:: Problem requirements ::
Output the opening lines of the records exactly. End with the line that contains "detaches the session.".

(Saved data entries)
☆ ☆ ☆

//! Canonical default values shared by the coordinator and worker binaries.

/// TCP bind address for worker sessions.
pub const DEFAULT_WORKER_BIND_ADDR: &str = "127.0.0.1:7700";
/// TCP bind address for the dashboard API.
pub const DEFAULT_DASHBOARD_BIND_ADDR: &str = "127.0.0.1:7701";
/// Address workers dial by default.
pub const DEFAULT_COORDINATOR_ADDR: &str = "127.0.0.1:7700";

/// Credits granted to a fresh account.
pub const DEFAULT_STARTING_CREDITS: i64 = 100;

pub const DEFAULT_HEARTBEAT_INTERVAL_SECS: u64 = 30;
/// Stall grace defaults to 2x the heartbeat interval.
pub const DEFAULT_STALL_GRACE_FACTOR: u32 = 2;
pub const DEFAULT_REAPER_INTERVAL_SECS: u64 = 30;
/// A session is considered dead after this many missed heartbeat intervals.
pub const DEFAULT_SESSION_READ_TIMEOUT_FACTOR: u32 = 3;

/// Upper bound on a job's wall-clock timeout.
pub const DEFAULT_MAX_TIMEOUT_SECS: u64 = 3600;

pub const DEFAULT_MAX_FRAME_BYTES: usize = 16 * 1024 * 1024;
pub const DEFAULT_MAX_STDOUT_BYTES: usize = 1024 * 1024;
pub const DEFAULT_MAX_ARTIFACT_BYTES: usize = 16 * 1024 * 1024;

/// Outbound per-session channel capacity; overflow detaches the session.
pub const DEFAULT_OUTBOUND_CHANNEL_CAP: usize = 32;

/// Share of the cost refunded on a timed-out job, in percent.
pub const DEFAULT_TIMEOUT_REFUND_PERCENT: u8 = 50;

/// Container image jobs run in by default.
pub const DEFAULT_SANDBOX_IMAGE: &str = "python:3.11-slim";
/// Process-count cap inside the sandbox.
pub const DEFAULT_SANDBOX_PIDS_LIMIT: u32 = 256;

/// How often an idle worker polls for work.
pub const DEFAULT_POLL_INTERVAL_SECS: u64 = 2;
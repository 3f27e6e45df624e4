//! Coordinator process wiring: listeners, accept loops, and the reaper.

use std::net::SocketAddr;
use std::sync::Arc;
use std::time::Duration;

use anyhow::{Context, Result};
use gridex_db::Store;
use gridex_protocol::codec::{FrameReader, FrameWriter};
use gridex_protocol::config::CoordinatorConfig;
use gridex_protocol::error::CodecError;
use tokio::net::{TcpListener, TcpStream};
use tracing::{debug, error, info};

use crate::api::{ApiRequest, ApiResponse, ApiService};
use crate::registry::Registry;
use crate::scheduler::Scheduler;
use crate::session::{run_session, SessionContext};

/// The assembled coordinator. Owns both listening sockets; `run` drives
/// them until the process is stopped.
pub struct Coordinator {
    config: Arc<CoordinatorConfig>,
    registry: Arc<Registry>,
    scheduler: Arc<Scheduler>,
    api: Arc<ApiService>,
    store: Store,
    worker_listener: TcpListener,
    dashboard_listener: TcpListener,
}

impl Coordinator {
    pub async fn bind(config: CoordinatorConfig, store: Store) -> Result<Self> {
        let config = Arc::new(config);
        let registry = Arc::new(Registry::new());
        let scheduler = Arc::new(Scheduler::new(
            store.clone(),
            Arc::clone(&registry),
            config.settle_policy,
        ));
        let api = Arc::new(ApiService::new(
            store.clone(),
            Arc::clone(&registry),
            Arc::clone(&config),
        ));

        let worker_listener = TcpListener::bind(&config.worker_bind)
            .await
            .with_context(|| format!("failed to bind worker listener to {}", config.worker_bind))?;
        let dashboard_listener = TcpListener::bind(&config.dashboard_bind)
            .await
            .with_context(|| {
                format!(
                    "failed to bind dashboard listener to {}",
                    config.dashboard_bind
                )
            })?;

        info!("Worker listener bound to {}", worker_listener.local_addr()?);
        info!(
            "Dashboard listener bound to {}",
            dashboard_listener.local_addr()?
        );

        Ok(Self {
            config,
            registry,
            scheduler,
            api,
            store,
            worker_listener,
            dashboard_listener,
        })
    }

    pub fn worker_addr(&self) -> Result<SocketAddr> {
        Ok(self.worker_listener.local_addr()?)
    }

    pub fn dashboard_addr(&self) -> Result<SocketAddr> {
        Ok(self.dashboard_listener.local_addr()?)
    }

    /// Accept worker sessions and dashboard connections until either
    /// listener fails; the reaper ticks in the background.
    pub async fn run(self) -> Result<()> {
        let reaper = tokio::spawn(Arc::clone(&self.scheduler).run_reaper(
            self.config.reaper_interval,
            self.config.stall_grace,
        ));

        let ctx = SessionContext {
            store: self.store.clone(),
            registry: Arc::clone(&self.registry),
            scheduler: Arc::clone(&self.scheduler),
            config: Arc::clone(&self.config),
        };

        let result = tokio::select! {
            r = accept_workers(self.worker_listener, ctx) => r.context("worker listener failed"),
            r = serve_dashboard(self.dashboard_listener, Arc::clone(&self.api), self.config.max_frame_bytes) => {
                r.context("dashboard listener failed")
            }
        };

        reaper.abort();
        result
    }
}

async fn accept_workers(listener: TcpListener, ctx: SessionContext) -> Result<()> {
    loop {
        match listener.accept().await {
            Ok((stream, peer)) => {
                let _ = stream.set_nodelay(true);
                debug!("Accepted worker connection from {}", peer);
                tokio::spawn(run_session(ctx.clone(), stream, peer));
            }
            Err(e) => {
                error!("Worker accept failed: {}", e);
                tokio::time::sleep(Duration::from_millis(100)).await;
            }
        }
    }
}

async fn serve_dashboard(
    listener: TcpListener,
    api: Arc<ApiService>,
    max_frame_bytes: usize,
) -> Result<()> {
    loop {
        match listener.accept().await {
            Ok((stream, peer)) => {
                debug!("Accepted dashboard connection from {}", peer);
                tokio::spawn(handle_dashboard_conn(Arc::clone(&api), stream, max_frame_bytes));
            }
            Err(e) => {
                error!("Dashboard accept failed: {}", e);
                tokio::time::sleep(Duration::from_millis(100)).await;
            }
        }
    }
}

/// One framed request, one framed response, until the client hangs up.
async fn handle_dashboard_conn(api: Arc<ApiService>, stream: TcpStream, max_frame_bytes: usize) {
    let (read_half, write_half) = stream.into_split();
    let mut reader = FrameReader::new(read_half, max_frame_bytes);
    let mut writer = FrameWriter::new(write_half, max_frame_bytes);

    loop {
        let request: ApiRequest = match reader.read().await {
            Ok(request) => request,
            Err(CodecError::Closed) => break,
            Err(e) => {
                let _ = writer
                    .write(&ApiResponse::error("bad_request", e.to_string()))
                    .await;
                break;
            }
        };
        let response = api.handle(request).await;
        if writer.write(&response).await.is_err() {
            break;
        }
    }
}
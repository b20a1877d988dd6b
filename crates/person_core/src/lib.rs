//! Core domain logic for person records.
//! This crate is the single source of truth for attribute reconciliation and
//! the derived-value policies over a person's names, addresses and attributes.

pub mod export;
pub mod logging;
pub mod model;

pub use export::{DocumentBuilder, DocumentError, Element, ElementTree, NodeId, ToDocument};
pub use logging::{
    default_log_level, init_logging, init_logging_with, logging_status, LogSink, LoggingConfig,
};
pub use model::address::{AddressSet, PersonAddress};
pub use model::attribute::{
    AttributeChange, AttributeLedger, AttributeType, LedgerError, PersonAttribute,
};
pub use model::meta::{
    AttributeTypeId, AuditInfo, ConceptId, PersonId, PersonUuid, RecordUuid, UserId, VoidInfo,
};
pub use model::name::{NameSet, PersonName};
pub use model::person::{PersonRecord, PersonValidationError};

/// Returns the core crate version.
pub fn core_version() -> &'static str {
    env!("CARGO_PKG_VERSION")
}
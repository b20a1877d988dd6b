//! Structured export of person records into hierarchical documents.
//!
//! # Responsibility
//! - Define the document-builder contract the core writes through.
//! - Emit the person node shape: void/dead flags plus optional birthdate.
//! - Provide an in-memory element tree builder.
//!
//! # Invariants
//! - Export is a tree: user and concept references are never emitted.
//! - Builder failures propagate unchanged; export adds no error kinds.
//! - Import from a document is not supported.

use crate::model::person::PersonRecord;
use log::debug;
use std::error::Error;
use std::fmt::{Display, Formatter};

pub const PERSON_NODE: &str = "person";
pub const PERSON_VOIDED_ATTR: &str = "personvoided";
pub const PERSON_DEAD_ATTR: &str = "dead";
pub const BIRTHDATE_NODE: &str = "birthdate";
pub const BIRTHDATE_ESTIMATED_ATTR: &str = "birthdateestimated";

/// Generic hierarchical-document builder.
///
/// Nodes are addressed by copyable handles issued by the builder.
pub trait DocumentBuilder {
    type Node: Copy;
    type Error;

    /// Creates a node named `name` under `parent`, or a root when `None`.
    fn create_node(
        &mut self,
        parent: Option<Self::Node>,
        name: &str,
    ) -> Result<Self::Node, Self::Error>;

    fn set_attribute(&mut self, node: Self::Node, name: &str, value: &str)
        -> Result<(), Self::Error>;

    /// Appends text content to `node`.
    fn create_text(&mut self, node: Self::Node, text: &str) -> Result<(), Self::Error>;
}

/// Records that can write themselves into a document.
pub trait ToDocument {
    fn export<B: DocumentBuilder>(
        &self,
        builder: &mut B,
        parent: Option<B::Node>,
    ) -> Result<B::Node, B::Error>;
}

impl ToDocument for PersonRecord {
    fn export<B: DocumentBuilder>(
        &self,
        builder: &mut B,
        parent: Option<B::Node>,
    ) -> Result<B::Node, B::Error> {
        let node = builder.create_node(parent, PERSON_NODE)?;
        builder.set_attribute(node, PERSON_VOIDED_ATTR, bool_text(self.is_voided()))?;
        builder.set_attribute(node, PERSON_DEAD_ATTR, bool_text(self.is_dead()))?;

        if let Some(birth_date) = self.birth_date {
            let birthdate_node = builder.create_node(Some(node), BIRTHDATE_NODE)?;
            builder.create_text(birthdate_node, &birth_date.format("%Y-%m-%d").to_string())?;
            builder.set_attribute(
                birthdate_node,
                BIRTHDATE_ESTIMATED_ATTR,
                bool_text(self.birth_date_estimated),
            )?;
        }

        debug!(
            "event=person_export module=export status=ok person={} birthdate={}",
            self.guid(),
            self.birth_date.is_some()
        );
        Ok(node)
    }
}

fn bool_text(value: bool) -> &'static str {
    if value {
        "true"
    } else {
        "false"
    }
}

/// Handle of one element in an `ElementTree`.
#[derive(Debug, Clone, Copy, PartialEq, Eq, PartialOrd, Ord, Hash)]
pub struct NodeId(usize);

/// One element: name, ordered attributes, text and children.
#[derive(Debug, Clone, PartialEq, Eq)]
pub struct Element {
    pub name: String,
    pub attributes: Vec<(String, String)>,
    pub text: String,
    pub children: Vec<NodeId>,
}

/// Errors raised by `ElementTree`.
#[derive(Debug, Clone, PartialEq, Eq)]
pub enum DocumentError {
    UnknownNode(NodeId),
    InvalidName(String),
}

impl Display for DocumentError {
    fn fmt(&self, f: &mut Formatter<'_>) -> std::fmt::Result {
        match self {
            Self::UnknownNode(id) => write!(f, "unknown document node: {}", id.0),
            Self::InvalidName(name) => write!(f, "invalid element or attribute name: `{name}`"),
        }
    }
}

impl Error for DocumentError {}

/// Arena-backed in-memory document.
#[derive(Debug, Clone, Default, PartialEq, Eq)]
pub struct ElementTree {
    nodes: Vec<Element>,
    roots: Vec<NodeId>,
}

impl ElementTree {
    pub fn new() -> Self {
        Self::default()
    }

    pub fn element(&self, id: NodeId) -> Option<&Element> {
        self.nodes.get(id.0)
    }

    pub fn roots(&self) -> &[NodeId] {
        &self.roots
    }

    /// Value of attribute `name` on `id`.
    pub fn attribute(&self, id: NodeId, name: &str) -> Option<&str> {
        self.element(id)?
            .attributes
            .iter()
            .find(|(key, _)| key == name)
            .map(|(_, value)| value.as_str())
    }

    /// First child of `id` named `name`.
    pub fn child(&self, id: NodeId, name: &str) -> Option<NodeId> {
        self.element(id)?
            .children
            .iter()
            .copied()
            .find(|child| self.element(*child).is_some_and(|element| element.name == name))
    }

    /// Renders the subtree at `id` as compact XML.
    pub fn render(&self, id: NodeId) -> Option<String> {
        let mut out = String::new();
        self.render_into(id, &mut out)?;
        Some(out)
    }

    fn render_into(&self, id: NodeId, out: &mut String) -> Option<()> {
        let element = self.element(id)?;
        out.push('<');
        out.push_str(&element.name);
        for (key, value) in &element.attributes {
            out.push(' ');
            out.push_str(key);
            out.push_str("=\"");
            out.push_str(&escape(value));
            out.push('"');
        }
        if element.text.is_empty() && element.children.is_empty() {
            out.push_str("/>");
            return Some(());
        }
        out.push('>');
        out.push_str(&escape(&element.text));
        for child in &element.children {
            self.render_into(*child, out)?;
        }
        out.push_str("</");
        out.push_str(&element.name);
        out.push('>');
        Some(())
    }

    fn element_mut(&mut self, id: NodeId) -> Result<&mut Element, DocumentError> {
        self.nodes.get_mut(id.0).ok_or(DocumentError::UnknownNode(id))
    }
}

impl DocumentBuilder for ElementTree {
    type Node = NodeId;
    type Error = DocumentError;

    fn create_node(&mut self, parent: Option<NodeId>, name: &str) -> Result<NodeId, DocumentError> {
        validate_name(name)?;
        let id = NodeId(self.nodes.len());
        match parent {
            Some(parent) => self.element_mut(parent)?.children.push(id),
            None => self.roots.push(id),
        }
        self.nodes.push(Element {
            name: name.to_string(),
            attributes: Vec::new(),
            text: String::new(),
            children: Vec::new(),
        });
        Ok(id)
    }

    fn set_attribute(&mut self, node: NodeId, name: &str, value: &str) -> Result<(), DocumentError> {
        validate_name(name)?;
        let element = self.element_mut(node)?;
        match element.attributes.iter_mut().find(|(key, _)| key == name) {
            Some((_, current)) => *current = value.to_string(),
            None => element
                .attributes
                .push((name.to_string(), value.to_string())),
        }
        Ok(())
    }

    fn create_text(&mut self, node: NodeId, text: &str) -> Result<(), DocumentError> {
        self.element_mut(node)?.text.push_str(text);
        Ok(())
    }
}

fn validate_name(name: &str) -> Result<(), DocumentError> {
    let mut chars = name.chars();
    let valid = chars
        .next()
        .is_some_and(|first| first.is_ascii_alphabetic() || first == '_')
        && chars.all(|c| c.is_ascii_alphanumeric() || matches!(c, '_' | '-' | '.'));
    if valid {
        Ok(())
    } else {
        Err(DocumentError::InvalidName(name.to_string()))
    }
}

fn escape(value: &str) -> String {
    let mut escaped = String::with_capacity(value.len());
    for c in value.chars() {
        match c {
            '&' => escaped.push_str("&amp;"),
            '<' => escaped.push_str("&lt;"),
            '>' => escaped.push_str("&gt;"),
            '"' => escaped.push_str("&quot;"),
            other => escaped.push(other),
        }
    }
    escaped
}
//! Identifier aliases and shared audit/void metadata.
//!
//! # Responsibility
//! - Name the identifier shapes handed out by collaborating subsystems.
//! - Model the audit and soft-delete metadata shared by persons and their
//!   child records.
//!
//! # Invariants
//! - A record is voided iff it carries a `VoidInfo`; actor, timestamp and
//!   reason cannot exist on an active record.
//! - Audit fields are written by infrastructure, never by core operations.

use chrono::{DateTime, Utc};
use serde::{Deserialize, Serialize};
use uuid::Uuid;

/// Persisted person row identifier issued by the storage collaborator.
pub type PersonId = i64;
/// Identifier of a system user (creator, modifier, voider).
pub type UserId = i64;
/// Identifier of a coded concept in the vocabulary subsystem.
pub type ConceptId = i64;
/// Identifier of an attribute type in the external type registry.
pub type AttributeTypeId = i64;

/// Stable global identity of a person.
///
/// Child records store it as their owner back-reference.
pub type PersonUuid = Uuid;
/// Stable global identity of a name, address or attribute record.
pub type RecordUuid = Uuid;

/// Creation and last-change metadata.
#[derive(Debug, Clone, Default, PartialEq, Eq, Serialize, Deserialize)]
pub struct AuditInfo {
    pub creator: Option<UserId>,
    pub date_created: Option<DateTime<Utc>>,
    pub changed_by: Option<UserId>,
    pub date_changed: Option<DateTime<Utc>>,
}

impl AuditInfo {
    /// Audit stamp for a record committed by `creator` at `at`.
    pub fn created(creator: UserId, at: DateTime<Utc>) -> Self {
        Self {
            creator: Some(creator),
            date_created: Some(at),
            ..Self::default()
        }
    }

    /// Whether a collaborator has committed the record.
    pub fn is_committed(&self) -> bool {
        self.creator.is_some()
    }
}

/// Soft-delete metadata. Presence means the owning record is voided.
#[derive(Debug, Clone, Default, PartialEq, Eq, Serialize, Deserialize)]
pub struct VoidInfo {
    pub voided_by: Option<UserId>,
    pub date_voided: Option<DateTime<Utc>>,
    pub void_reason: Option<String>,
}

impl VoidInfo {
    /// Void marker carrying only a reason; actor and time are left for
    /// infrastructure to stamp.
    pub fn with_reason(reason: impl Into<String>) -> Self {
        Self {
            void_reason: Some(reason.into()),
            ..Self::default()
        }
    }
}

☆ ☆ ☆

:: Reply ::
//! Canonical default values shared by the coordinator and worker binaries.

/// TCP bind address for worker sessions.
pub const DEFAULT_WORKER_BIND_ADDR: &str = "127.0.0.1:7700";
/// TCP bind address for the dashboard API.
pub const DEFAULT_DASHBOARD_BIND_ADDR: &str = "127.0.0.1:7701";
/// Address workers dial by default.
pub const DEFAULT_COORDINATOR_ADDR: &str = "127.0.0.1:7700";

/// Credits granted to a fresh account.
pub const DEFAULT_STARTING_CREDITS: i64 = 100;

pub const DEFAULT_HEARTBEAT_INTERVAL_SECS: u64 = 30;
/// Stall grace defaults to 2x the heartbeat interval.
pub const DEFAULT_STALL_GRACE_FACTOR: u32 = 2;
pub const DEFAULT_REAPER_INTERVAL_SECS: u64 = 30;
/// A session is considered dead after this many missed heartbeat intervals.
pub const DEFAULT_SESSION_READ_TIMEOUT_FACTOR: u32 = 3;

/// Upper bound on a job's wall-clock timeout.
pub const DEFAULT_MAX_TIMEOUT_SECS: u64 = 3600;

pub const DEFAULT_MAX_FRAME_BYTES: usize = 16 * 1024 * 1024;
pub const DEFAULT_MAX_STDOUT_BYTES: usize = 1024 * 1024;
pub const DEFAULT_MAX_ARTIFACT_BYTES: usize = 16 * 1024 * 1024;

/// Outbound per-session channel capacity; overflow detaches the session.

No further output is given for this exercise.